### PROVIDED ENTRIES

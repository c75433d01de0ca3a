//! Queue service — the single authority over the shared record.
//!
//! DESIGN
//! ======
//! Every mutation funnels through `apply_patch`: merge the patch into the
//! record under the lock, stamp `last_updated`, then synchronously mirror the
//! whole record to durable storage. `advance` and `rewind` are read-then-patch
//! conveniences built on top of it, not separate primitives.
//!
//! ERROR HANDLING
//! ==============
//! Values are never validated — a caller can drive `current_number` negative
//! through a direct patch and the service writes it. Storage failures
//! propagate to the mutating caller unretried; the in-memory record already
//! holds the new value by then, since the order is mutate, then persist.

use tracing::info;
use uuid::Uuid;

use crate::frame::{Data, ErrorCode, Frame, now_ms};
use crate::state::{AppState, QueuePatch, QueueState};
use crate::store::{QUEUE_STATE_KEY, StateStore, StoreError};

// =============================================================================
// TYPES
// =============================================================================

#[derive(Debug, thiserror::Error)]
pub enum QueueError {
    #[error("storage error: {0}")]
    Store(#[from] StoreError),
    #[error("queue state encoding failed: {0}")]
    Encode(#[source] serde_json::Error),
    #[error("stored queue state is corrupt: {0}")]
    Corrupt(#[source] serde_json::Error),
}

impl ErrorCode for QueueError {
    fn error_code(&self) -> &'static str {
        match self {
            Self::Store(_) => "E_STORE",
            Self::Encode(_) => "E_ENCODE",
            Self::Corrupt(_) => "E_STATE_CORRUPT",
        }
    }
}

// =============================================================================
// MUTATIONS
// =============================================================================

/// Apply a merge patch to the record and persist the result.
///
/// Atomic from the perspective of a single context: no partial patch is ever
/// visible. Returns the post-mutation snapshot.
///
/// # Errors
///
/// Returns an error if serializing or writing the record fails.
pub async fn apply_patch(state: &AppState, patch: &QueuePatch) -> Result<QueueState, QueueError> {
    let snapshot = {
        let mut queue = state.queue.write().await;
        *queue = queue.merged(patch, now_ms());
        queue.clone()
    };
    save(state.store.as_ref(), &snapshot).await?;
    Ok(snapshot)
}

/// Call the next number: `{current: c+1, next: c+2}` from the pre-patch `c`.
///
/// # Errors
///
/// Returns an error if persisting the patched record fails.
pub async fn advance(state: &AppState) -> Result<QueueState, QueueError> {
    let current = state.queue.read().await.current_number;
    let patch = QueuePatch {
        current_number: Some(current + 1),
        next_number: Some(current + 2),
        ..QueuePatch::default()
    };
    apply_patch(state, &patch).await
}

/// Step back one number, clamped at zero: `{current: max(0, c-1), next: c}`.
///
/// # Errors
///
/// Returns an error if persisting the patched record fails.
pub async fn rewind(state: &AppState) -> Result<QueueState, QueueError> {
    let current = state.queue.read().await.current_number;
    let patch = QueuePatch {
        current_number: Some((current - 1).max(0)),
        next_number: Some(current),
        ..QueuePatch::default()
    };
    apply_patch(state, &patch).await
}

// =============================================================================
// PERSISTENCE
// =============================================================================

async fn save(store: &dyn StateStore, snapshot: &QueueState) -> Result<(), QueueError> {
    let raw = serde_json::to_string(snapshot).map_err(QueueError::Encode)?;
    store.write_key(QUEUE_STATE_KEY, &raw).await?;
    Ok(())
}

/// Load the persisted record at startup. An absent key yields the default
/// record, which is persisted immediately so a sibling context hydrates the
/// same numbers. A present-but-corrupt value is a startup fault — the caller
/// surfaces it instead of silently resetting the queue.
///
/// # Errors
///
/// Returns `Corrupt` if the stored value does not deserialize, or a storage
/// error if reading or seeding fails.
pub async fn load_or_default(store: &dyn StateStore) -> Result<QueueState, QueueError> {
    match store.read_key(QUEUE_STATE_KEY).await? {
        Some(raw) => serde_json::from_str(&raw).map_err(QueueError::Corrupt),
        None => {
            let initial = QueueState::initial(now_ms());
            save(store, &initial).await?;
            info!(current = initial.current_number, "seeded default queue state");
            Ok(initial)
        }
    }
}

// =============================================================================
// BROADCAST
// =============================================================================

/// Broadcast a frame to all connected views, optionally excluding one.
pub async fn broadcast(state: &AppState, frame: &Frame, exclude: Option<Uuid>) {
    let clients = state.clients.read().await;
    for (client_id, tx) in clients.iter() {
        if exclude == Some(*client_id) {
            continue;
        }
        // Best-effort: if a view's channel is full, skip it.
        let _ = tx.try_send(frame.clone());
    }
}

/// Flatten a snapshot into frame data (camelCase keys, full record).
#[must_use]
pub fn snapshot_data(snapshot: &QueueState) -> Data {
    let mut data = Data::new();
    data.insert("currentNumber".into(), serde_json::json!(snapshot.current_number));
    data.insert("nextNumber".into(), serde_json::json!(snapshot.next_number));
    data.insert("marqueeText".into(), serde_json::json!(snapshot.marquee_text));
    data.insert("lastUpdated".into(), serde_json::json!(snapshot.last_updated));
    data
}

#[cfg(test)]
#[path = "queue_test.rs"]
mod tests;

######

→ **ACTION ITEM**: I would like you to return every entry exactly, with nothing changed.

→ **ANSWER BELOW**:
repository c75433d01de0ca3a
//! Queue service — the single authority over the shared record.
//!
//! DESIGN
//! ======
//! Every mutation funnels through `apply_patch`: merge the patch into the
//! record under the lock, stamp `last_updated`, then synchronously mirror the
//! whole record to durable storage. `advance` and `rewind` are read-then-patch
//! conveniences built on top of it, not separate primitives.
//!
//! ERROR HANDLING
//! ==============
//! Values are never validated — a caller can drive `current_number` negative
//! through a direct patch and the service writes it. Storage failures
//! propagate to the mutating caller unretried; the in-memory record already
//! holds the new value by then, since the order is mutate, then persist.

use tracing::info;
use uuid::Uuid;

use crate::frame::{Data, ErrorCode, Frame, now_ms};
use crate::state::{AppState, QueuePatch, QueueState};
use crate::store::{QUEUE_STATE_KEY, StateStore, StoreError};

// =============================================================================
// TYPES
// =============================================================================

#[derive(Debug, thiserror::Error)]
pub enum QueueError {
    #[error("storage error: {0}")]
    Store(#[from] StoreError),
    #[error("queue state encoding failed: {0}")]
    Encode(#[source] serde_json::Error),
    #[error("stored queue state is corrupt: {0}")]
    Corrupt(#[source] serde_json::Error),
}

impl ErrorCode for QueueError {
    fn error_code(&self) -> &'static str {
        match self {
            Self::Store(_) => "E_STORE",
            Self::Encode(_) => "E_ENCODE",
            Self::Corrupt(_) => "E_STATE_CORRUPT",
        }
    }
}

// =============================================================================
// MUTATIONS
// =============================================================================

/// Apply a merge patch to the record and persist the result.
///
/// Atomic from the perspective of a single context: no partial patch is ever
/// visible. Returns the post-mutation snapshot.
///
/// # Errors
///
/// Returns an error if serializing or writing the record fails.
pub async fn apply_patch(state: &AppState, patch: &QueuePatch) -> Result<QueueState, QueueError> {
    let snapshot = {
        let mut queue = state.queue.write().await;
        *queue = queue.merged(patch, now_ms());
        queue.clone()
    };
    save(state.store.as_ref(), &snapshot).await?;
    Ok(snapshot)
}

/// Call the next number: `{current: c+1, next: c+2}` from the pre-patch `c`.
///
/// # Errors
///
/// Returns an error if persisting the patched record fails.
pub async fn advance(state: &AppState) -> Result<QueueState, QueueError> {
    let current = state.queue.read().await.current_number;
    let patch = QueuePatch {
        current_number: Some(current + 1),
        next_number: Some(current + 2),
        ..QueuePatch::default()
    };
    apply_patch(state, &patch).await
}

/// Step back one number, clamped at zero: `{current: max(0, c-1), next: c}`.
///
/// # Errors
///
/// Returns an error if persisting the patched record fails.
pub async fn rewind(state: &AppState) -> Result<QueueState, QueueError> {
    let current = state.queue.read().await.current_number;
    let patch = QueuePatch {
        current_number: Some((current - 1).max(0)),
        next_number: Some(current),
        ..QueuePatch::default()
    };
    apply_patch(state, &patch).await
}

// =============================================================================
// PERSISTENCE
// =============================================================================

async fn save(store: &dyn StateStore, snapshot: &QueueState) -> Result<(), QueueError> {
    let raw = serde_json::to_string(snapshot).map_err(QueueError::Encode)?;
    store.write_key(QUEUE_STATE_KEY, &raw).await?;
    Ok(())
}

/// Load the persisted record at startup. An absent key yields the default
/// record, which is persisted immediately so a sibling context hydrates the
/// same numbers. A present-but-corrupt value is a startup fault — the caller
/// surfaces it instead of silently resetting the queue.
///
/// # Errors
///
/// Returns `Corrupt` if the stored value does not deserialize, or a storage
/// error if reading or seeding fails.
pub async fn load_or_default(store: &dyn StateStore) -> Result<QueueState, QueueError> {
    match store.read_key(QUEUE_STATE_KEY).await? {
        Some(raw) => serde_json::from_str(&raw).map_err(QueueError::Corrupt),
        None => {
            let initial = QueueState::initial(now_ms());
            save(store, &initial).await?;
            info!(current = initial.current_number, "seeded default queue state");
            Ok(initial)
        }
    }
}

// =============================================================================
// BROADCAST
// =============================================================================

/// Broadcast a frame to all connected views, optionally excluding one.
pub async fn broadcast(state: &AppState, frame: &Frame, exclude: Option<Uuid>) {
    let clients = state.clients.read().await;
    for (client_id, tx) in clients.iter() {
        if exclude == Some(*client_id) {
            continue;
        }
        // Best-effort: if a view's channel is full, skip it.
        let _ = tx.try_send(frame.clone());
    }
}

/// Flatten a snapshot into frame data (camelCase keys, full record).
#[must_use]
pub fn snapshot_data(snapshot: &QueueState) -> Data {
    let mut data = Data::new();
    data.insert("currentNumber".into(), serde_json::json!(snapshot.current_number));
    data.insert("nextNumber".into(), serde_json::json!(snapshot.next_number));
    data.insert("marqueeText".into(), serde_json::json!(snapshot.marquee_text));
    data.insert("lastUpdated".into(), serde_json::json!(snapshot.last_updated));
    data
}

#[cfg(test)]
#[path = "queue_test.rs"]
mod tests;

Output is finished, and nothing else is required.